Every line of the material that includes the word "table" is to be shown.

BEGIN

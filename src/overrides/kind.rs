//! Strategy trait that parameterizes the override engine.
//!
//! Packages and git resources share the parse/resolve/apply pipeline and the confirmation loop.
//! What differs between them (delimiters, value validation, wildcard rules, match priorities,
//! and how the current state is displayed) is described by an [`OverrideKind`].

use crate::{
    overrides::{BaselineEntry, OverrideError},
    table::Table,
};

/// Score assigned to each way an override can match a baseline entry.
///
/// `None` disables that kind of match entirely. The highest score wins, ties go to the
/// entry that comes first in the baseline.
#[derive(Debug, Clone, Copy, PartialEq, Eq)]
pub struct MatchWeights {
    pub step_and_secondary: Option<u32>,
    pub resource_and_secondary: Option<u32>,
    pub secondary_only: Option<u32>,
    pub step_only: Option<u32>,
    pub resource_only: Option<u32>,
}

impl MatchWeights {
    /// Same priorities the deployment server uses when resolving package overrides.
    pub const SERVER: Self = Self {
        step_and_secondary: Some(100),
        resource_and_secondary: Some(90),
        secondary_only: Some(80),
        step_only: Some(50),
        resource_only: Some(40),
    };

    /// Only an exact step + secondary match is accepted.
    pub const EXACT: Self = Self {
        step_and_secondary: Some(100),
        resource_and_secondary: None,
        secondary_only: None,
        step_only: None,
        resource_only: None,
    };
}

pub trait OverrideKind: Copy + Send + 'static {
    /// What an override string specifies, used in error messages, e.g. "package version".
    fn noun(&self) -> &'static str;

    fn primary_noun(&self) -> &'static str;

    fn secondary_noun(&self) -> &'static str;

    fn value_noun(&self) -> &'static str;

    /// Delimiters to tokenize `raw` with.
    fn delimiters(&self, raw: &str) -> &'static [char];

    /// Check the value component of an override string.
    fn validate_value(&self, value: &str) -> Result<(), OverrideError>;

    /// Whether an empty or `*` primary is accepted as "every step".
    fn allows_wildcard_primary(&self) -> bool;

    /// Whether an empty secondary on a resolved override means "any secondary"
    /// rather than "the primary resource of the step".
    fn empty_secondary_is_wildcard(&self) -> bool;

    fn match_weights(&self) -> MatchWeights;

    /// Question asked on every iteration of the confirmation loop.
    fn question(&self) -> &'static str;

    fn help_text(&self) -> String;

    /// Render the current state of the overrides.
    fn table(&self, entries: &[BaselineEntry]) -> Table;

    /// Question asked for an entry without a value before normal editing may begin.
    ///
    /// Kinds that never need a value to be forced return `None`.
    fn forced_resolution_question(&self, entry: &BaselineEntry) -> Option<String>;
}
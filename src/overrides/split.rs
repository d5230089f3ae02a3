//! Tokenizer for override strings.

/// Split `input` on any of the `delimiters`, keeping empty components.
///
/// Input with `k` delimiter characters always yields `k + 1` components, so `"::5"` becomes
/// `["", "", "5"]` and a leading delimiter shows up as an empty first component.
/// Components are not trimmed.
pub fn split<'a>(input: &'a str, delimiters: &[char]) -> Vec<&'a str> {
    input.split(|c: char| delimiters.contains(&c)).collect()
}
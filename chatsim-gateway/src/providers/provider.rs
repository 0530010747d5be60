//! Provider traits shared by every LLM backend.

use chatsim_core::{
    Character, CharacterInfo, ConversationTurn, Language, ProviderKind, UNKNOWN_SENTINEL,
};
use serde::Serialize;
use serde_json::Value;
use tracing::debug;

use crate::extract::{ExtractError, extract};
use crate::prompt::{self, SYSTEM_PERSONA};

/// Role of one message in the exchange sent upstream
#[derive(Debug, Clone, Copy, PartialEq, Eq, Serialize)]
#[serde(rename_all = "lowercase")]
pub enum ChatRole {
    System,
    User,
}

/// Message in the request body of every provider
#[derive(Debug, Clone, PartialEq, Eq, Serialize)]
pub struct ChatMessage {
    pub role: ChatRole,
    pub content: String,
}

impl ChatMessage {
    /// The two-message exchange: fixed system persona, then the prompt.
    pub fn exchange(prompt: impl Into<String>) -> Vec<ChatMessage> {
        vec![
            ChatMessage {
                role: ChatRole::System,
                content: SYSTEM_PERSONA.to_string(),
            },
            ChatMessage {
                role: ChatRole::User,
                content: prompt.into(),
            },
        ]
    }
}

/// Provider error types
#[derive(Debug, thiserror::Error)]
pub enum ProviderError {
    #[error("HTTP request failed: {0}")]
    Transport(#[from] reqwest::Error),
    #[error("API request failed with status {status}")]
    UpstreamRequestFailed { status: u16, body: String },
    #[error("Malformed response: {0}")]
    MalformedResponse(String),
    #[error("No information found for character '{name}'")]
    CharacterNotFound { name: String },
}

impl From<ExtractError> for ProviderError {
    fn from(err: ExtractError) -> Self {
        ProviderError::MalformedResponse(err.to_string())
    }
}

/// Conversation generation, implemented by every backend.
#[async_trait::async_trait]
pub trait Provider: Send + Sync {
    fn kind(&self) -> ProviderKind;

    /// Model used for conversation generation
    fn model(&self) -> &str;

    /// Send a chat exchange to `model` and return the first completion's text.
    async fn complete(&self, model: &str, messages: &[ChatMessage])
    -> Result<String, ProviderError>;

    /// Generate turns for the resolved characters.
    async fn generate_conversation(
        &self,
        infos: &[CharacterInfo],
        rounds: u32,
        language: Language,
    ) -> Result<Vec<ConversationTurn>, ProviderError> {
        let instruction = prompt::conversation_prompt(infos, rounds, language);
        let messages = ChatMessage::exchange(instruction);
        let text = self.complete(self.model(), &messages).await?;
        debug!(provider = %self.kind(), chars = text.len(), "conversation completion received");
        parse_turns(&text)
    }
}

/// Character-info resolution. Only the resolver provider implements this.
#[async_trait::async_trait]
pub trait CharacterResolver: Send + Sync {
    /// Resolve every character, preserving input order.
    async fn resolve_characters(
        &self,
        characters: &[Character],
        language: Language,
    ) -> Result<Vec<CharacterInfo>, ProviderError>;
}

/// Resolve `characters` through `provider`'s completion with `model`.
pub async fn resolve_with<P: Provider + ?Sized>(
    provider: &P,
    model: &str,
    characters: &[Character],
    language: Language,
) -> Result<Vec<CharacterInfo>, ProviderError> {
    let messages = ChatMessage::exchange(prompt::character_info_prompt(characters, language));
    let text = provider.complete(model, &messages).await?;
    debug!(provider = %provider.kind(), chars = text.len(), "resolver completion received");

    parse_character_infos(&text, characters)
}

/// Parse a conversation completion into turns.
pub fn parse_turns(text: &str) -> Result<Vec<ConversationTurn>, ProviderError> {
    let value = extract(text)?;
    serde_json::from_value(value).map_err(|e| {
        ProviderError::MalformedResponse(format!("expected an array of turns: {e}"))
    })
}

/// Parse a resolver completion, aligning entries with `characters` by
/// position.
///
/// An `"UNKNOWN"` entry fails with [`ProviderError::CharacterNotFound`]
/// naming the character at that position.
pub fn parse_character_infos(
    text: &str,
    characters: &[Character],
) -> Result<Vec<CharacterInfo>, ProviderError> {
    let Value::Array(entries) = extract(text)? else {
        return Err(ProviderError::MalformedResponse(
            "expected an array of character info".to_string(),
        ));
    };

    if let Some(position) = entries
        .iter()
        .position(|entry| entry.as_str() == Some(UNKNOWN_SENTINEL))
    {
        return match characters.get(position) {
            Some(character) => Err(ProviderError::CharacterNotFound {
                name: character.name.clone(),
            }),
            None => Err(ProviderError::MalformedResponse(format!(
                "unknown marker at position {position} but only {} characters were requested",
                characters.len()
            ))),
        };
    }

    if entries.len() != characters.len() {
        return Err(ProviderError::MalformedResponse(format!(
            "expected {} character entries, got {}",
            characters.len(),
            entries.len()
        )));
    }

    entries
        .into_iter()
        .map(|entry| {
            serde_json::from_value(entry).map_err(|e| {
                ProviderError::MalformedResponse(format!("invalid character info: {e}"))
            })
        })
        .collect()
}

END

● ANSWER BELOW
    table::Table,
    fn table(&self, entries: &[BaselineEntry]) -> Table;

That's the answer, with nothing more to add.